Sonnenuntergang ist ja eher eine Ermessensfrage als eine Zeitangabe. Auf die Minute pünktlich zu sein, ist da doch gar nicht möglich.

Minutengenaue Pünktlichkeit ist ein Fetisch unserer Zeit. Seit der Atomuhr zählen wir jetzt selbst Millisekunden, damit hat sich auch unser Anspruch erhöht. Die Natur funktioniert aber seit Millionen Jahren prima und ist auch nicht pünktlich.

Sie meinen, nicht in unserem Sinne pünktlich.

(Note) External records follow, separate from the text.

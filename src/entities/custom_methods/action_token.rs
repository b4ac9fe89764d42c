use chrono::Duration;

use crate::sea_orm_active_enums::TokenKind;

pub trait TokenKindTrait {
    /// How long a freshly issued token of this kind stays redeemable.
    /// Verification links are low-risk and should survive a busy inbox;
    /// reset links are higher-risk and expire quickly.
    fn time_to_live(&self) -> Duration;
}

impl TokenKindTrait for TokenKind {
    fn time_to_live(&self) -> Duration {
        match self {
            TokenKind::EmailVerification => Duration::hours(24),
            TokenKind::PasswordReset => Duration::minutes(15),
        }
    }
}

Genau. Wir haben, beispielweise durch Sommerzeit und Winterzeit, festgelegt, was wann beginnt. Der Wettermensch in der Tagesschau sagt: Dieses Jahr kommt der Sommer zu spät, doch die Natur kümmert sich nicht darum.

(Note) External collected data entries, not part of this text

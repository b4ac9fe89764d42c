use sea_orm_migration::{prelude::*, schema::*};

use crate::m20250810_000001_create_users_table::User;

#[derive(DeriveMigrationName)]
pub struct Migration;

#[async_trait::async_trait]
impl MigrationTrait for Migration {
    async fn up(&self, manager: &SchemaManager) -> Result<(), DbErr> {
        manager
            .create_table(
                Table::create()
                    .table(UserActivityStreak::Table)
                    .if_not_exists()
                    .col(uuid(UserActivityStreak::UserId).primary_key())
                    .col(integer(UserActivityStreak::Streak).default(0))
                    .col(date_null(UserActivityStreak::LastActivityDate))
                    .col(
                        timestamp_with_time_zone(UserActivityStreak::CreatedAt)
                            .default(Expr::current_timestamp()),
                    )
                    .col(
                        timestamp_with_time_zone(UserActivityStreak::UpdatedAt)
                            .default(Expr::current_timestamp()),
                    )
                    .foreign_key(
                        ForeignKey::create()
                            .name("fk-user_activity_streaks-user_id")
                            .from(UserActivityStreak::Table, UserActivityStreak::UserId)
                            .to(User::Table, User::Id)
                            .on_delete(ForeignKeyAction::Cascade),
                    )
                    .to_owned(),
            )
            .await?;
        Ok(())
    }

    async fn down(&self, manager: &SchemaManager) -> Result<(), DbErr> {
        manager
            .drop_table(Table::drop().table(UserActivityStreak::Table).to_owned())
            .await?;
        Ok(())
    }
}

#[derive(DeriveIden)]
pub enum UserActivityStreak {
    #[sea_orm(iden = "user_activity_streaks")]
    Table,
    UserId,
    Streak,
    LastActivityDate,
    CreatedAt,
    UpdatedAt,
}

Wozu brauchen wir sie dann, die Pünktlichkeit?

Pünktlichkeit ist eine gesellschaftliche Übereinkunft. Es ist nunmal unerlässlich, dass sich alle an einen vereinbarten Zeipunkt halten, um eine geplante gemeinsame Aktivität zu starten.

Leider sind nur selten alle zum vereinbarten Zeipunkt da. Vor allem: Es sind meist dieselben Leute, die zu spät kommen - und das in Zeiten satellitengesteuerter Funkuhren.

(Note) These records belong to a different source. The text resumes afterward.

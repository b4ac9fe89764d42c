use actix_web::{
    post,
    web::{Data, Json},
    HttpResponse,
};
use chrono::Utc;
use common::settings::types::Settings;
use db_adapters::{
    action_token_adapter::ActionTokenAdapter,
    user_adapter::{CreateUserParams, UserAdapter, UserMutation, UserQuery},
};
use entities::sea_orm_active_enums::TokenKind;
use sea_orm::DbConn;
use use_cases::tokens::issue::issue_token;

use crate::{
    users::types::UserVisible,
    utils::{auth::password, emails::send_verification_email, response_409, response_500},
};

#[derive(serde::Deserialize, Debug, serde::Serialize)]
pub struct NewUser {
    email: String,
    password: String,
    first_name: String,
}

#[tracing::instrument(name = "Registering a new user", skip(db, req, settings), fields(user_email = &req.email))]
#[post("/register")]
pub async fn register(
    db: Data<DbConn>,
    req: Json<NewUser>,
    settings: Data<Settings>,
) -> HttpResponse {
    match UserAdapter::init(&db).get_by_email(req.email.clone()).await {
        Ok(Some(_)) => return response_409("A user with this email address already exists."),
        Ok(None) => (),
        Err(e) => return response_500(e),
    }

    let hashed_password = password::hash(req.password.as_bytes()).await;
    let user = match UserAdapter::init(&db)
        .create(CreateUserParams {
            email: req.email.clone(),
            password: hashed_password,
            first_name: req.first_name.clone(),
        })
        .await
    {
        Ok(user) => user,
        Err(e) => return response_500(e),
    };

    match issue_token(
        &user,
        TokenKind::EmailVerification,
        ActionTokenAdapter::init(&db),
        Utc::now().into(),
    )
    .await
    {
        Ok(token) => {
            send_verification_email(&user, &token.secret, &settings);
            tracing::event!(target: "backend", tracing::Level::INFO, "New user registered successfully.");
            HttpResponse::Created().json(UserVisible {
                id: user.id,
                email: user.email,
                first_name: user.first_name,
                email_verified: user.email_verified,
            })
        }
        Err(e) => response_500(e),
    }
}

Diese Beobachtung ist absolut richtig. Jedem kann die Bahn vor der Nase wegfahren, das passiert eben. Aber es gibt Leute, die kommen immer genau fünf Minuten zu spät. Das hat Methode.

Sie meinen, diese Personen machen das absichtlich?

Keineswegs, viele Menschen verstehen ihre Unpünktlichkeit selbst nicht. In Wirklichkeit handelt es sich um einen inneren Konflikt. Die Person assoziiert mit dem Pünktlichsein etwas Unangenehmes, und zwar einen Autonomie-Verlust. Dieser tritt in dem Moment ein, in dem derjenige eigentlich los müsste. Er fühlt sich durch die Terminvereinbarung eingeschränkt, ähnlich wie in der Kindheit, als es hieß: Um zehn bist du zuhause. Pünktlich zu sein, käme in diesem Fall einer Unterwerfung gleich. Deshalb rebelliert er innerlich dagegen. In diesem Moment kriegt er es einfach nicht hin, alles liegen zu lassen, um bei dem Meeting pünktlich zu sein. Also telefoniert er noch. Dann erst geht er zu dem Termin.

Und vergewissert sich so seiner Selbstbestimmtheit.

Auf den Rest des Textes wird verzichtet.